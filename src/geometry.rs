//! Physical units and label geometry
//!
//! Converts millimetre coordinates to device pixels and points, defines the
//! supported label size presets, and derives the font tier sizes for a given
//! label area and resolution.

/// Millimetres per inch, the conversion base for all pixel math
pub const MM_PER_INCH: f64 = 25.4;

/// Bleed added on every edge of the printable label area, in millimetres
pub const BLEED_MM: f64 = 5.0;

/// Convert millimetres to pixels at the given resolution, truncating toward zero
pub fn mm_to_px(mm: f64, dpi: u32) -> u32 {
    (mm * dpi as f64 / MM_PER_INCH) as u32
}

/// Convert millimetres to PostScript points (1/72 inch)
pub fn mm_to_pt(mm: f64) -> f32 {
    (mm * 72.0 / MM_PER_INCH) as f32
}

/// Supported label size presets
#[derive(Debug, Clone, Copy, PartialEq, Eq, Hash)]
pub enum LabelSize {
    TwoByOne,
    ThreeByTwo,
    FourByTwo,
    FourByThree,
    FourByFour,
    FourBySix,
    A6,
    A5,
}

impl LabelSize {
    /// All presets, in ascending area order
    pub const ALL: [LabelSize; 8] = [
        LabelSize::TwoByOne,
        LabelSize::ThreeByTwo,
        LabelSize::FourByTwo,
        LabelSize::FourByThree,
        LabelSize::FourByFour,
        LabelSize::FourBySix,
        LabelSize::A6,
        LabelSize::A5,
    ];

    /// Look up a preset from a user-supplied key
    pub fn from_key(key: &str) -> Option<LabelSize> {
        let normalized = key.trim().to_lowercase();
        let normalized = normalized
            .replace("\u{00d7}", "x")
            .replace('"', "")
            .replace(' ', "");
        match normalized.as_str() {
            "2x1" => Some(LabelSize::TwoByOne),
            "3x2" => Some(LabelSize::ThreeByTwo),
            "4x2" => Some(LabelSize::FourByTwo),
            "4x3" => Some(LabelSize::FourByThree),
            "4x4" => Some(LabelSize::FourByFour),
            "4x6" => Some(LabelSize::FourBySix),
            "a6" => Some(LabelSize::A6),
            "a5" => Some(LabelSize::A5),
            _ => None,
        }
    }

    /// Stable key used in CLI arguments and file names
    pub fn as_key(&self) -> &'static str {
        match self {
            LabelSize::TwoByOne => "2x1",
            LabelSize::ThreeByTwo => "3x2",
            LabelSize::FourByTwo => "4x2",
            LabelSize::FourByThree => "4x3",
            LabelSize::FourByFour => "4x4",
            LabelSize::FourBySix => "4x6",
            LabelSize::A6 => "a6",
            LabelSize::A5 => "a5",
        }
    }

    /// Printable label dimensions (width, height) in millimetres, excluding bleed
    pub fn dimensions_mm(&self) -> (f64, f64) {
        match self {
            LabelSize::TwoByOne => (50.8, 25.4),
            LabelSize::ThreeByTwo => (76.2, 50.8),
            LabelSize::FourByTwo => (101.6, 50.8),
            LabelSize::FourByThree => (101.6, 76.2),
            LabelSize::FourByFour => (101.6, 101.6),
            LabelSize::FourBySix => (101.6, 152.4),
            LabelSize::A6 => (105.0, 148.0),
            LabelSize::A5 => (148.0, 210.0),
        }
    }
}

/// Pixel geometry of a render canvas: the label area plus bleed on every edge
#[derive(Debug, Clone, Copy)]
pub struct Geometry {
    pub size: LabelSize,
    pub dpi: u32,
    /// Printable label width in pixels
    pub label_w: u32,
    /// Printable label height in pixels
    pub label_h: u32,
    /// Bleed width on each edge in pixels
    pub bleed: u32,
    /// Full canvas width including bleed
    pub canvas_w: u32,
    /// Full canvas height including bleed
    pub canvas_h: u32,
}

impl Geometry {
    pub fn new(size: LabelSize, dpi: u32) -> Geometry {
        let (w_mm, h_mm) = size.dimensions_mm();
        let label_w = mm_to_px(w_mm, dpi);
        let label_h = mm_to_px(h_mm, dpi);
        let bleed = mm_to_px(BLEED_MM, dpi);
        Geometry {
            size,
            dpi,
            label_w,
            label_h,
            bleed,
            canvas_w: label_w + 2 * bleed,
            canvas_h: label_h + 2 * bleed,
        }
    }

    /// Convert a millimetre distance to pixels at this geometry's resolution
    pub fn px(&self, mm: f64) -> u32 {
        mm_to_px(mm, self.dpi)
    }

    /// Total canvas dimensions in millimetres (label plus bleed)
    pub fn canvas_mm(&self) -> (f64, f64) {
        let (w, h) = self.size.dimensions_mm();
        (w + 2.0 * BLEED_MM, h + 2.0 * BLEED_MM)
    }
}

/// Font pixel sizes for the label's text tiers
#[derive(Debug, Clone, Copy)]
pub struct FontSizes {
    pub large: f32,
    pub header: f32,
    pub body: f32,
    pub small: f32,
    pub data: f32,
    pub tiny: f32,
}

impl FontSizes {
    /// Derive tier sizes for a label area, scaled against the 4x6 reference
    /// dimensions and clamped so very small or very large labels stay legible
    pub fn for_label(width_mm: f64, height_mm: f64, dpi: u32) -> FontSizes {
        let scale = (width_mm / 101.6).min(height_mm / 152.4);
        let scale = scale.clamp(0.4, 1.5);
        let base = dpi as f64 / 72.0;

        let tier = |ref_pt: f64, min_pt: f64| ((ref_pt * scale).max(min_pt) * base).floor() as f32;

        FontSizes {
            large: tier(18.0, 8.0),
            header: tier(12.0, 6.0),
            body: tier(9.0, 5.0),
            small: tier(7.0, 4.0),
            data: tier(10.0, 5.0),
            tiny: tier(6.0, 4.0),
        }
    }
}

#[cfg(test)]
mod tests {
    use super::*;

    #[test]
    fn test_mm_to_px_truncates() {
        // 101.6 mm at 600 dpi is exactly 2400 px
        assert_eq!(mm_to_px(101.6, 600), 2400);
        // 1 mm at 300 dpi is 11.81, truncated
        assert_eq!(mm_to_px(1.0, 300), 11);
        assert_eq!(mm_to_px(0.0, 600), 0);
    }

    #[test]
    fn test_mm_to_pt() {
        assert!((mm_to_pt(25.4) - 72.0).abs() < 1e-4);
    }

    #[test]
    fn test_size_key_round_trip() {
        for size in LabelSize::ALL {
            assert_eq!(LabelSize::from_key(size.as_key()), Some(size));
        }
    }

    #[test]
    fn test_size_key_variants() {
        assert_eq!(LabelSize::from_key("4\" \u{00d7} 6\""), Some(LabelSize::FourBySix));
        assert_eq!(LabelSize::from_key("A5"), Some(LabelSize::A5));
        assert_eq!(LabelSize::from_key("9x9"), None);
    }

    #[test]
    fn test_geometry_invariant_all_sizes() {
        for size in LabelSize::ALL {
            for dpi in [203, 300, 600] {
                let g = Geometry::new(size, dpi);
                assert_eq!(g.canvas_w, g.label_w + 2 * g.bleed);
                assert_eq!(g.canvas_h, g.label_h + 2 * g.bleed);
                assert!(g.label_w > 0 && g.label_h > 0);
            }
        }
    }

    #[test]
    fn test_font_scale_monotonic() {
        let small = FontSizes::for_label(50.8, 25.4, 600);
        let full = FontSizes::for_label(101.6, 152.4, 600);
        let a5 = FontSizes::for_label(148.0, 210.0, 600);
        assert!(small.large < full.large);
        assert!(full.large <= a5.large);
        // 4x6 is the reference size: scale is exactly 1.0
        assert_eq!(full.large, (18.0 * 600.0 / 72.0) as f32);
    }

    #[test]
    fn test_font_scale_clamped() {
        // 2x1 hits the lower clamp of 0.4
        let tiny = FontSizes::for_label(50.8, 25.4, 600);
        let base = 600.0 / 72.0;
        assert_eq!(tiny.tiny, ((6.0f64 * 0.4).max(4.0) * base).floor() as f32);
        assert_eq!(tiny.large, ((18.0f64 * 0.4).max(8.0) * base).floor() as f32);
    }

    #[test]
    fn test_font_sizes_are_whole_pixels() {
        for &size in LabelSize::ALL.iter() {
            let (w, h) = size.dimensions_mm();
            let sizes = FontSizes::for_label(w, h, 300);
            for v in [sizes.large, sizes.header, sizes.body, sizes.small, sizes.data, sizes.tiny] {
                assert_eq!(v.fract(), 0.0, "{:?} tier {} not floored", size, v);
            }
        }
    }

    #[test]
    fn test_font_scale_deterministic() {
        let a = FontSizes::for_label(101.6, 152.4, 600);
        let b = FontSizes::for_label(101.6, 152.4, 600);
        assert_eq!(a.large, b.large);
        assert_eq!(a.data, b.data);
    }
}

# # #

◆ **Aim of the exercise**:
Above are the records; print exactly the lines from the line with "for a given" to the line with "pub const BLEED_MM: f64 = 5.0;", including both, and nothing else.

◆ **Result for this task**:
//! supported label size presets, and derives the font tier sizes for a given
//! label area and resolution.

/// Millimetres per inch, the conversion base for all pixel math
pub const MM_PER_INCH: f64 = 25.4;

/// Bleed added on every edge of the printable label area, in millimetres
pub const BLEED_MM: f64 = 5.0;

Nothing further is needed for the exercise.